> _Your objective_: Please copy each line of the data that includes the string "DeviceConfig".

> _Stored items_:
================================
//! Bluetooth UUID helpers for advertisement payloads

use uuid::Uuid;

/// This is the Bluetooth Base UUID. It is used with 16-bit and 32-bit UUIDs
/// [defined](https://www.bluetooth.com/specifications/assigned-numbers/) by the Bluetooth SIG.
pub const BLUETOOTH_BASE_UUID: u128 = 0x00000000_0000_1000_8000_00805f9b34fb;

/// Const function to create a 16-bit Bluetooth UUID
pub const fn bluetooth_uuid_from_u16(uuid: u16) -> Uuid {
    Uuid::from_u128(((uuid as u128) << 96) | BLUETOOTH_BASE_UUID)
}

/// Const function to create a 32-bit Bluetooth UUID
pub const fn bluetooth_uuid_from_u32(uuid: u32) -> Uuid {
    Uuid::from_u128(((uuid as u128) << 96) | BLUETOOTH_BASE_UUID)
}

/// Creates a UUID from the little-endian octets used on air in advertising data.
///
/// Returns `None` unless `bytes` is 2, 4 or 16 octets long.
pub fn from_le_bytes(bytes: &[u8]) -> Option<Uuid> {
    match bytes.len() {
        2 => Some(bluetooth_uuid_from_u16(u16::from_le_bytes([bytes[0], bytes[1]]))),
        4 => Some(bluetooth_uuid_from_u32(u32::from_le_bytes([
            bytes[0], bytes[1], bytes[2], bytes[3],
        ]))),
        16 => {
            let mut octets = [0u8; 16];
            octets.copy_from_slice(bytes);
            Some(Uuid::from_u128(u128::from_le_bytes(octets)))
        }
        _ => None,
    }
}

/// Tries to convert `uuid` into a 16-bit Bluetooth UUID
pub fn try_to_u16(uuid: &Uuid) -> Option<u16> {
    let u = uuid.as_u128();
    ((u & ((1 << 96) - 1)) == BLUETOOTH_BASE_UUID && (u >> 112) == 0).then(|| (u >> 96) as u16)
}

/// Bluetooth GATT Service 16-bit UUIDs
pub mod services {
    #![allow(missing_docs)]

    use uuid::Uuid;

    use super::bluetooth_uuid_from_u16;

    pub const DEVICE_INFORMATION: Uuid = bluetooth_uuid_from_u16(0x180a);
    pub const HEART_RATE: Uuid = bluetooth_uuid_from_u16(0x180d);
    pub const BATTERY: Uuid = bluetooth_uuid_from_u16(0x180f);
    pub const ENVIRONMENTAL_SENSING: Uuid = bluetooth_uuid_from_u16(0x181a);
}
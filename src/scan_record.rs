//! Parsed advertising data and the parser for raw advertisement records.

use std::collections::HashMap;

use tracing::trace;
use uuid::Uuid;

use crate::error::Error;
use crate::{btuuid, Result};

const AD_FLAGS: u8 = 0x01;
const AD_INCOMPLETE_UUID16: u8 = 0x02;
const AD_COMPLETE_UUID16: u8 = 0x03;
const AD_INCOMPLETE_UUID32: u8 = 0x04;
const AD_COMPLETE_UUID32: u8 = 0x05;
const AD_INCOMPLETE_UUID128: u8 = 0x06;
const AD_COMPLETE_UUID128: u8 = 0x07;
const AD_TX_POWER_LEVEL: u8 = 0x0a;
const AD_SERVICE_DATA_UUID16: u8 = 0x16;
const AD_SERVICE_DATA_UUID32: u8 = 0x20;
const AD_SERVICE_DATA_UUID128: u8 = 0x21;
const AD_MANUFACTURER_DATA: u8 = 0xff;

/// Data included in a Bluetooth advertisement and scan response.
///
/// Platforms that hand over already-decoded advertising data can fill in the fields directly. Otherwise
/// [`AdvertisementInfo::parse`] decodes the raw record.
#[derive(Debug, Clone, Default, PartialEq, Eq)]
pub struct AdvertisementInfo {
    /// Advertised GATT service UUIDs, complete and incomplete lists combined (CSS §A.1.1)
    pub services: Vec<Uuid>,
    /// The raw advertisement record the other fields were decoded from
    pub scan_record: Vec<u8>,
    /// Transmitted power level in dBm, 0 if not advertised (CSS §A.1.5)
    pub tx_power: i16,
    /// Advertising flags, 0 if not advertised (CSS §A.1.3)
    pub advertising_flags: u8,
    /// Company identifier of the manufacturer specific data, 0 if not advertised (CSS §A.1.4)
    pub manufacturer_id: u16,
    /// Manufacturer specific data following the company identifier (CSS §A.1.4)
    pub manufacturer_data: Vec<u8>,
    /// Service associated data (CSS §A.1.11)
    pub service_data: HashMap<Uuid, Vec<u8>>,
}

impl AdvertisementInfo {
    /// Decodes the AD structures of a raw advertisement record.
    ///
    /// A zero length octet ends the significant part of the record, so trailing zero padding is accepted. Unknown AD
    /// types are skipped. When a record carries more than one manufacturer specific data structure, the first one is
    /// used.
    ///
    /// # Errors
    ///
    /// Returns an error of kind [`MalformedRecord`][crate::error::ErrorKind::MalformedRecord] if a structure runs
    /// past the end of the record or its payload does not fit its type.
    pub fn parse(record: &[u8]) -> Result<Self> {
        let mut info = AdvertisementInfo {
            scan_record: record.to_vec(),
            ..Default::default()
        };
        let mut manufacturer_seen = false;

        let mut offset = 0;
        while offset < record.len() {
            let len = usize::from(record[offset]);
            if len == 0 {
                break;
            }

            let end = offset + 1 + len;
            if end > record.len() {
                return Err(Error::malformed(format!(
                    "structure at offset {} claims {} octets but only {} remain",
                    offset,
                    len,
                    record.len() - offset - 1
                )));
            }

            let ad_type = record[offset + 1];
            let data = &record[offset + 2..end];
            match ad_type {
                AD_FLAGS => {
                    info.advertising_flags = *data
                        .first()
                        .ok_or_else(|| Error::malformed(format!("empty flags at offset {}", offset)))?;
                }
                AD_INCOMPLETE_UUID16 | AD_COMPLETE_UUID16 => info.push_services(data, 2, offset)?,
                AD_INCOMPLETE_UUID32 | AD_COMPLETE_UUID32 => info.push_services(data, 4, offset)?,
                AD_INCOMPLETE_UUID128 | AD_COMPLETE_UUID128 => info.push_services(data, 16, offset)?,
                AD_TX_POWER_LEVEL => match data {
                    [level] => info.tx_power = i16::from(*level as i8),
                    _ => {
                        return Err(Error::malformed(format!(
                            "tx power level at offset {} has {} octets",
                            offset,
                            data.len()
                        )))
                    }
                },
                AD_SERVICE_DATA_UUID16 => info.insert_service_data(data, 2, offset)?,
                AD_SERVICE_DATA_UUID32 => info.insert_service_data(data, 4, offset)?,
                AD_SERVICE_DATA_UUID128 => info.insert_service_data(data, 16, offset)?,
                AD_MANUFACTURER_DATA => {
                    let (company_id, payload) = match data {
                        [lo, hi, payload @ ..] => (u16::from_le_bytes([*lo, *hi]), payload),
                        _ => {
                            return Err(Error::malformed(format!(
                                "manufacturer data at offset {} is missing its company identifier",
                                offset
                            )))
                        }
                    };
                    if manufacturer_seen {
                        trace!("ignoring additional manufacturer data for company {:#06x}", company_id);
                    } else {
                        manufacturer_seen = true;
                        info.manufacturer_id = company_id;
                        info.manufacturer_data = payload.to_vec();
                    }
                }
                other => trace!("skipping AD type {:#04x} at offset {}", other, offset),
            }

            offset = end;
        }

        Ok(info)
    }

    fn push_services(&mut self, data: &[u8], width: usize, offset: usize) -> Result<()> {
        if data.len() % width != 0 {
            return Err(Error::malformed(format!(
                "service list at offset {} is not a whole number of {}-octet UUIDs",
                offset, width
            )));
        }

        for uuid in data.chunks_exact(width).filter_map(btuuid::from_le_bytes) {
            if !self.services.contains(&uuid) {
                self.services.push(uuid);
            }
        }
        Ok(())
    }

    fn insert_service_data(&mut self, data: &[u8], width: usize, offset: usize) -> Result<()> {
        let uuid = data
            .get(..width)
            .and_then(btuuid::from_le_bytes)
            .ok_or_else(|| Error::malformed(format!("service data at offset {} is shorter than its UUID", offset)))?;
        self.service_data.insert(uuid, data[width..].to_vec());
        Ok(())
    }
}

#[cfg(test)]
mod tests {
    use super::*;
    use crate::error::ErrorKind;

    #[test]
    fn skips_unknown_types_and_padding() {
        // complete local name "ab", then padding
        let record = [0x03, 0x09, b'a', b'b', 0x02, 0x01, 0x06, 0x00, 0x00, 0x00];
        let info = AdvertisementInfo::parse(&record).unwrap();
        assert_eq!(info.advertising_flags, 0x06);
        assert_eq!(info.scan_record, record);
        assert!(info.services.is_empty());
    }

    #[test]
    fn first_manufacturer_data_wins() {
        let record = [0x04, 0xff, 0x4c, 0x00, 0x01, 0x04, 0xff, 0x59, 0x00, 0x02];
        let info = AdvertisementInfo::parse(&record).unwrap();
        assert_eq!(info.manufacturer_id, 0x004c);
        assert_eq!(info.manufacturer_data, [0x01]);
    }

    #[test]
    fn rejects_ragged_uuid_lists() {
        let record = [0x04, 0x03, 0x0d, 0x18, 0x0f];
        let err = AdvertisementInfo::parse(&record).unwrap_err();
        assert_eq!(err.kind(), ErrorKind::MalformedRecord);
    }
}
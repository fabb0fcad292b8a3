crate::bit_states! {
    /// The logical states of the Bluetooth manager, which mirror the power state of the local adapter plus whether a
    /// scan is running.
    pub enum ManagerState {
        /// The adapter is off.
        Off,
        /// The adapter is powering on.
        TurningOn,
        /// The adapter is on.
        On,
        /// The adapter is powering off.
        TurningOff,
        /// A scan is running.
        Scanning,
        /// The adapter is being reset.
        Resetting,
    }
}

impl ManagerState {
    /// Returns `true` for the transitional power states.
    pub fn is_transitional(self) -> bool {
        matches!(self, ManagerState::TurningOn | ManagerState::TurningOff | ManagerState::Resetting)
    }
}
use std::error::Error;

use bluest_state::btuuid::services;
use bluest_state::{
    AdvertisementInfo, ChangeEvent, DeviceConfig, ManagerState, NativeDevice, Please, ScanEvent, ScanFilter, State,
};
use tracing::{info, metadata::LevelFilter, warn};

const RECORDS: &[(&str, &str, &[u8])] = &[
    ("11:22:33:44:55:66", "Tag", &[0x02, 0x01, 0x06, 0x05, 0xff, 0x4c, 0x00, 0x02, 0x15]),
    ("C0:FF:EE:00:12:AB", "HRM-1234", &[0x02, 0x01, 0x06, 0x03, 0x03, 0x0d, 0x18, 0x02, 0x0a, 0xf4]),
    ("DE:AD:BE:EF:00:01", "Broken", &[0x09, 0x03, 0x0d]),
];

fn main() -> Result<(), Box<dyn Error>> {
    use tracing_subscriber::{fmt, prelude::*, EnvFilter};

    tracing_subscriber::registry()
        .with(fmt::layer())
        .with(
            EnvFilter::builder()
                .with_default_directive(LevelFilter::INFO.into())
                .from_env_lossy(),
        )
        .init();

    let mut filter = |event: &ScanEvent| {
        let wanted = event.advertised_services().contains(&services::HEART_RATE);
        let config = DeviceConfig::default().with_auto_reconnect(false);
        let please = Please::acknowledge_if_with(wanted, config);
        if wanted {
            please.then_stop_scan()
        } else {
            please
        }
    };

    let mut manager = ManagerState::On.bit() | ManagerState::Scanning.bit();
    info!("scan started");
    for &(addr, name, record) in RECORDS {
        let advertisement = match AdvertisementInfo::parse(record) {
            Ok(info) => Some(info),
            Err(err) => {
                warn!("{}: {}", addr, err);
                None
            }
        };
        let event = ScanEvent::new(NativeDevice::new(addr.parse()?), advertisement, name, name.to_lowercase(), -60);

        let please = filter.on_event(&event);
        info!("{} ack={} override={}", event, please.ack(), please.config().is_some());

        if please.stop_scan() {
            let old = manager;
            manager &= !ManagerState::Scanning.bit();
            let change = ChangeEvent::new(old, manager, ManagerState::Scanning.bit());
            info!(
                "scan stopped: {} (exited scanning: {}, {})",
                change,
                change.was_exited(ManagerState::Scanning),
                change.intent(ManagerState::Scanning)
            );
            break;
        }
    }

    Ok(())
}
================================
> _Solution to the problem_:
    AdvertisementInfo, ChangeEvent, DeviceConfig, ManagerState, NativeDevice, Please, ScanEvent, ScanFilter, State,
        let config = DeviceConfig::default().with_auto_reconnect(false);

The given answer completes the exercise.